• **EXERCISE INSTRUCTIONS**
Determine how many lines of the listing below hold the string "format", then state that number alone.

__________________________________________________

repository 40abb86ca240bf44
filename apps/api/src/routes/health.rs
use axum::Json;
use serde_json::{json, Value};

/// GET /health
/// Returns a simple status object with service version.
pub async fn health_handler() -> Json<Value> {
    Json(json!({
        "status": "ok",
        "version": env!("CARGO_PKG_VERSION"),
        "service": "cvmatch-api"
    }))
}
pub mod health;

use axum::{
    routing::{get, post},
    Router,
};

use crate::scoring::handlers;
use crate::state::AppState;

pub fn build_router(state: AppState) -> Router {
    Router::new()
        .route("/health", get(health::health_handler))
        .route("/match_cv", post(handlers::handle_match_cv))
        .with_state(state)
}
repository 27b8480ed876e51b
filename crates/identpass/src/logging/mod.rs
//! Logging setup for identpass binaries.
//!
//! The library only talks to the `log` facade: pipeline (re)builds and uniform
//! buffer growth at debug, per-recording draw counts at trace, malformed mesh
//! input at warn. Hosts that already own a global logger keep it; headless
//! tools such as `identpass-demo` call `init_logging` once at startup, which
//! also holds wgpu/naga internals at warn unless `RUST_LOG` asks otherwise.

mod init;

pub use init::{init_logging, LoggingConfig};
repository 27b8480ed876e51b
//! Value types shared by the transform stage and the renderer.

mod color;

pub use color::ColorRgba;
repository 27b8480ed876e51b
use anyhow::{Context, Result};

use super::GpuInit;
use crate::render::RenderCtx;

/// Owns the wgpu core objects used by the identification pass.
pub struct Gpu {
    /// Selected adapter.
    adapter: wgpu::Adapter,

    /// Logical device.
    device: wgpu::Device,

    /// Command queue.
    queue: wgpu::Queue,
}

impl Gpu {
    /// Creates a headless GPU context.
    ///
    /// Adapter/device acquisition is asynchronous under wgpu.
    pub async fn new(init: GpuInit) -> Result<Self> {
        let GpuInit {
            backends,
            power_preference,
            force_fallback_adapter,
            required_features,
            required_limits,
        } = init;

        let instance = wgpu::Instance::new(&wgpu::InstanceDescriptor {
            backends,
            ..Default::default()
        });

        let adapter = instance
            .request_adapter(&wgpu::RequestAdapterOptions {
                power_preference,
                compatible_surface: None,
                force_fallback_adapter,
            })
            .await
            .context("failed to find a suitable GPU adapter")?;

        let info = adapter.get_info();
        log::info!("using adapter {} ({:?})", info.name, info.backend);

        let (device, queue) = adapter
            .request_device(&wgpu::DeviceDescriptor {
                label: Some("identpass device"),
                required_features,
                required_limits,
                experimental_features: wgpu::ExperimentalFeatures::disabled(),
                memory_hints: wgpu::MemoryHints::Performance,
                trace: wgpu::Trace::Off,
            })
            .await
            .context("failed to create wgpu device/queue")?;

        Ok(Gpu {
            adapter,
            device,
            queue,
        })
    }

    /// Returns the adapter description.
    pub fn adapter_info(&self) -> wgpu::AdapterInfo {
        self.adapter.get_info()
    }

    /// Returns a reference to the logical device.
    pub fn device(&self) -> &wgpu::Device {
        &self.device
    }

    /// Returns a reference to the command queue.
    pub fn queue(&self) -> &wgpu::Queue {
        &self.queue
    }

    /// Renderer-facing view of this context.
    pub fn render_ctx(&self) -> RenderCtx<'_> {
        RenderCtx::new(&self.device, &self.queue)
    }

    /// Creates a command encoder for one recording.
    pub fn create_encoder(&self, label: &str) -> wgpu::CommandEncoder {
        self.device
            .create_command_encoder(&wgpu::CommandEncoderDescriptor { label: Some(label) })
    }

    /// Submits a finished encoder.
    pub fn submit(&self, encoder: wgpu::CommandEncoder) {
        self.queue.submit(std::iter::once(encoder.finish()));
    }
}
use glam::Vec3;
use wgpu::util::DeviceExt;

use super::common::PositionVertex;

/// Primitive kind of an identification mesh.
///
/// Faces are drawn as triangles; wireframe overlays as lines or points, which
/// is what the depth bias exists for.
#[derive(Debug, Copy, Clone, Eq, PartialEq, Hash)]
pub enum Primitive {
    Triangles,
    Lines,
    Points,
}

impl Primitive {
    pub const ALL: [Primitive; 3] = [Primitive::Triangles, Primitive::Lines, Primitive::Points];

    #[inline]
    pub fn topology(self) -> wgpu::PrimitiveTopology {
        match self {
            Primitive::Triangles => wgpu::PrimitiveTopology::TriangleList,
            Primitive::Lines => wgpu::PrimitiveTopology::LineList,
            Primitive::Points => wgpu::PrimitiveTopology::PointList,
        }
    }

    /// Number of elements (vertices or indices) per primitive.
    #[inline]
    pub const fn arity(self) -> u32 {
        match self {
            Primitive::Triangles => 3,
            Primitive::Lines => 2,
            Primitive::Points => 1,
        }
    }

    #[inline]
    pub(super) const fn slot(self) -> usize {
        match self {
            Primitive::Triangles => 0,
            Primitive::Lines => 1,
            Primitive::Points => 2,
        }
    }

    #[inline]
    pub(super) const fn label(self) -> &'static str {
        match self {
            Primitive::Triangles => "triangles",
            Primitive::Lines => "lines",
            Primitive::Points => "points",
        }
    }
}

/// Geometry drawn by the identification pass.
///
/// Owns a position buffer and, optionally, a `u32` index buffer. Faces and
/// their wireframe usually share positions with different index lists, so
/// build one mesh per primitive kind.
pub struct IdentMesh {
    primitive: Primitive,
    positions: wgpu::Buffer,
    indices: Option<wgpu::Buffer>,
    vertex_count: u32,
    element_count: u32,
}

impl IdentMesh {
    /// Uploads `positions` (and `indices`, if any) to the GPU.
    ///
    /// Without indices, positions are consumed in order.
    pub fn new(
        device: &wgpu::Device,
        primitive: Primitive,
        positions: &[Vec3],
        indices: Option<&[u32]>,
    ) -> Self {
        let vertices: Vec<PositionVertex> = positions.iter().copied().map(Into::into).collect();

        let label = primitive.label();
        let positions_buf = device.create_buffer_init(&wgpu::util::BufferInitDescriptor {
            label: Some(&format!("identpass {label} positions")),
            contents: bytemuck::cast_slice(&vertices),
            usage: wgpu::BufferUsages::VERTEX,
        });

        let indices_buf = indices.map(|idx| {
            if let Some(bad) = first_out_of_range(idx, positions.len()) {
                log::warn!(
                    "IdentMesh: index {bad} out of range for {} {label} vertices",
                    positions.len()
                );
            }
            device.create_buffer_init(&wgpu::util::BufferInitDescriptor {
                label: Some(&format!("identpass {label} indices")),
                contents: bytemuck::cast_slice(idx),
                usage: wgpu::BufferUsages::INDEX,
            })
        });

        let element_count = indices.map_or(positions.len(), <[u32]>::len) as u32;
        let trailing = trailing_elements(primitive, element_count);
        if trailing != 0 {
            log::warn!(
                "IdentMesh: {element_count} elements is not a whole number of {label}; \
                 the last {trailing} are ignored"
            );
        }

        log::trace!(
            "IdentMesh: {} {label} vertices, {element_count} elements",
            positions.len()
        );

        Self {
            primitive,
            positions: positions_buf,
            indices: indices_buf,
            vertex_count: positions.len() as u32,
            element_count,
        }
    }

    #[inline]
    pub fn primitive(&self) -> Primitive {
        self.primitive
    }

    /// Index count for indexed meshes, vertex count otherwise.
    #[inline]
    pub fn element_count(&self) -> u32 {
        self.element_count
    }

    /// True when the mesh cannot produce a single primitive.
    ///
    /// A mesh without positions is empty whatever its indices say; its vertex
    /// buffer has nothing to bind.
    #[inline]
    pub fn is_empty(&self) -> bool {
        !is_drawable(self.primitive, self.vertex_count, self.element_count)
    }

    #[inline]
    pub(super) fn positions(&self) -> &wgpu::Buffer {
        &self.positions
    }

    #[inline]
    pub(super) fn indices(&self) -> Option<&wgpu::Buffer> {
        self.indices.as_ref()
    }
}

fn is_drawable(primitive: Primitive, vertex_count: u32, element_count: u32) -> bool {
    vertex_count > 0 && element_count >= primitive.arity()
}

fn first_out_of_range(indices: &[u32], vertex_count: usize) -> Option<u32> {
    indices.iter().copied().find(|&i| i as usize >= vertex_count)
}

fn trailing_elements(primitive: Primitive, element_count: u32) -> u32 {
    element_count % primitive.arity()
}

#[cfg(test)]
mod tests {
    use super::*;

    #[test]
    fn topologies() {
        assert_eq!(Primitive::Triangles.topology(), wgpu::PrimitiveTopology::TriangleList);
        assert_eq!(Primitive::Lines.topology(), wgpu::PrimitiveTopology::LineList);
        assert_eq!(Primitive::Points.topology(), wgpu::PrimitiveTopology::PointList);
    }

    #[test]
    fn slots_are_distinct_and_dense() {
        let mut slots: Vec<usize> = Primitive::ALL.iter().map(|p| p.slot()).collect();
        slots.sort_unstable();
        assert_eq!(slots, vec![0, 1, 2]);
    }

    #[test]
    fn trailing_elements_per_primitive() {
        assert_eq!(trailing_elements(Primitive::Triangles, 7), 1);
        assert_eq!(trailing_elements(Primitive::Triangles, 9), 0);
        assert_eq!(trailing_elements(Primitive::Lines, 5), 1);
        assert_eq!(trailing_elements(Primitive::Points, 5), 0);
    }

    #[test]
    fn indices_without_positions_are_not_drawable() {
        assert!(!is_drawable(Primitive::Triangles, 0, 3));
        assert!(!is_drawable(Primitive::Lines, 0, 2));
        assert!(!is_drawable(Primitive::Points, 0, 1));
    }

    #[test]
    fn drawable_needs_one_whole_primitive() {
        assert!(!is_drawable(Primitive::Triangles, 3, 2));
        assert!(is_drawable(Primitive::Triangles, 3, 3));
        assert!(!is_drawable(Primitive::Lines, 2, 1));
        assert!(is_drawable(Primitive::Points, 1, 1));
        assert!(!is_drawable(Primitive::Points, 1, 0));
    }

    #[test]
    fn out_of_range_index_is_reported() {
        assert_eq!(first_out_of_range(&[0, 1, 2], 3), None);
        assert_eq!(first_out_of_range(&[0, 3, 1, 9], 3), Some(3));
        assert_eq!(first_out_of_range(&[], 0), None);
    }
}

__________________________________________________

• **ANSWER TO THIS TASK**
2